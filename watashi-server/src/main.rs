use anyhow::Context;
use std::sync::Arc;
use tracing::info;
use watashi_server::{config::Config, llm::LlmService, router, AppState};

#[tokio::main]
async fn main() -> anyhow::Result<()> {
    tracing_subscriber::fmt::init();
    dotenv::dotenv().ok();

    let config = Config::from_env()?;
    let policy = config.prompt_policy()?;

    let llm_service = LlmService::new(
        config.api_key.clone(),
        config.api_base.clone(),
        config.model.clone(),
        config.max_tokens,
    );
    info!("Using model: {}", llm_service.model());
    info!(
        "Prompt policy: {:?}, keywords: {:?}, timeout: {:?}",
        config.policy,
        config.keywords.as_slice(),
        config.request_timeout
    );

    let app = router(AppState {
        provider: Arc::new(llm_service),
        policy: Arc::new(policy),
        request_timeout: config.request_timeout,
    });

    info!("Server listening on {}", config.bind_addr);
    let listener = tokio::net::TcpListener::bind(config.bind_addr)
        .await
        .with_context(|| format!("failed to bind {}", config.bind_addr))?;
    axum::serve(listener, app).await?;

    Ok(())
}
use ratatui::style::Color;

#[derive(Debug, Clone, Copy, PartialEq, Eq)]
pub enum ThemeMode {
    Light,
    Dark,
    System,
}

#[derive(Debug, Clone, Copy, PartialEq, Eq)]
pub enum Appearance {
    Light,
    Dark,
}

#[derive(Debug, Clone, Copy, PartialEq, Eq)]
pub struct Palette {
    pub background: Color,
    pub text: Color,
    pub border: Color,
    pub user: Color,
    pub assistant: Color,
    pub notice: Color,
    pub ok: Color,
    pub busy: Color,
    pub error: Color,
}

const DARK: Palette = Palette {
    background: Color::Reset,
    text: Color::Gray,
    border: Color::DarkGray,
    user: Color::Cyan,
    assistant: Color::LightBlue,
    notice: Color::Yellow,
    ok: Color::Green,
    busy: Color::Yellow,
    error: Color::Red,
};

const LIGHT: Palette = Palette {
    background: Color::White,
    text: Color::Black,
    border: Color::Gray,
    user: Color::Blue,
    assistant: Color::Black,
    notice: Color::Magenta,
    ok: Color::Green,
    busy: Color::Rgb(180, 120, 0),
    error: Color::Red,
};

/// Theme selection for one session. Created at startup and handed to the
/// renderer; only the theme key changes it.
#[derive(Debug, Clone, Copy, PartialEq, Eq)]
pub struct ThemeContext {
    mode: ThemeMode,
    system: Appearance,
}

impl ThemeContext {
    pub fn new(mode: ThemeMode, system: Appearance) -> Self {
        Self { mode, system }
    }

    /// Follow the terminal, using the `COLORFGBG` hint when it is set.
    pub fn detect() -> Self {
        let hint = std::env::var("COLORFGBG").ok();
        Self::new(ThemeMode::System, appearance_from_colorfgbg(hint.as_deref()))
    }

    pub fn mode(&self) -> ThemeMode {
        self.mode
    }

    /// Light → Dark → System → Light.
    pub fn cycle(&mut self) {
        self.mode = match self.mode {
            ThemeMode::Light => ThemeMode::Dark,
            ThemeMode::Dark => ThemeMode::System,
            ThemeMode::System => ThemeMode::Light,
        };
    }

    pub fn appearance(&self) -> Appearance {
        match self.mode {
            ThemeMode::Light => Appearance::Light,
            ThemeMode::Dark => Appearance::Dark,
            ThemeMode::System => self.system,
        }
    }

    pub fn palette(&self) -> Palette {
        match self.appearance() {
            Appearance::Light => LIGHT,
            Appearance::Dark => DARK,
        }
    }

    pub fn label(&self) -> &'static str {
        match self.mode {
            ThemeMode::Light => "☀ light",
            ThemeMode::Dark => "☾ dark",
            ThemeMode::System => "◐ system",
        }
    }
}

/// `COLORFGBG` is `fg;bg` (sometimes `fg;default;bg`) in ANSI color numbers.
/// Backgrounds 0-6 and 8 are dark; anything unparseable falls back to dark.
pub fn appearance_from_colorfgbg(value: Option<&str>) -> Appearance {
    let background = value
        .and_then(|v| v.rsplit(';').next())
        .and_then(|bg| bg.trim().parse::<u8>().ok());
    match background {
        Some(7) | Some(9..=15) => Appearance::Light,
        _ => Appearance::Dark,
    }
}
◇ ◇ ◇ ◇ ◇
- **Task objective**
Identify all lines in the records above with the word "const".

- **Answer box**
const DARK: Palette = Palette {
const LIGHT: Palette = Palette {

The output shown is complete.